• _REQUIREMENT_:
The records that follow need to be output exactly as they are.

====

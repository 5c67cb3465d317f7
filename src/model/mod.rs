//! # Data Model
//!
//! Records shared by the catalog, the coordinator and the share issuer,
//! plus the validation applied to names and object keys.

pub mod bucket;
pub mod file;
pub mod keys;
pub mod share;
pub mod usage;

pub use bucket::{namespace_for, BucketBinding};
pub use file::{FileQuery, FileRecord, FolderFilter, Folder, SortDirection, SortField};
pub use keys::{derive_object_key, key_belongs_to, owner_prefix, sanitize_key_segment, validate_content_type, validate_display_name};
pub use share::{ExpirationPolicy, ShareLink, ShareState};
pub use usage::{AccountTier, StorageSummary, StorageUsage, TierLimits};

use uuid::Uuid;

/// Identifier of the user owning files, shares and a namespace
pub type OwnerId = Uuid;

====

• _RESPONSE BELOW_:
repository 5c67cb3465d317f7
filename src/model/mod.rs
//! # Data Model
//!
//! Records shared by the catalog, the coordinator and the share issuer,
//! plus the validation applied to names and object keys.

pub mod bucket;
pub mod file;
pub mod keys;
pub mod share;
pub mod usage;

pub use bucket::{namespace_for, BucketBinding};
pub use file::{FileQuery, FileRecord, FolderFilter, Folder, SortDirection, SortField};
pub use keys::{derive_object_key, key_belongs_to, owner_prefix, sanitize_key_segment, validate_content_type, validate_display_name};
pub use share::{ExpirationPolicy, ShareLink, ShareState};
pub use usage::{AccountTier, StorageSummary, StorageUsage, TierLimits};

use uuid::Uuid;

/// Identifier of the user owning files, shares and a namespace
pub type OwnerId = Uuid;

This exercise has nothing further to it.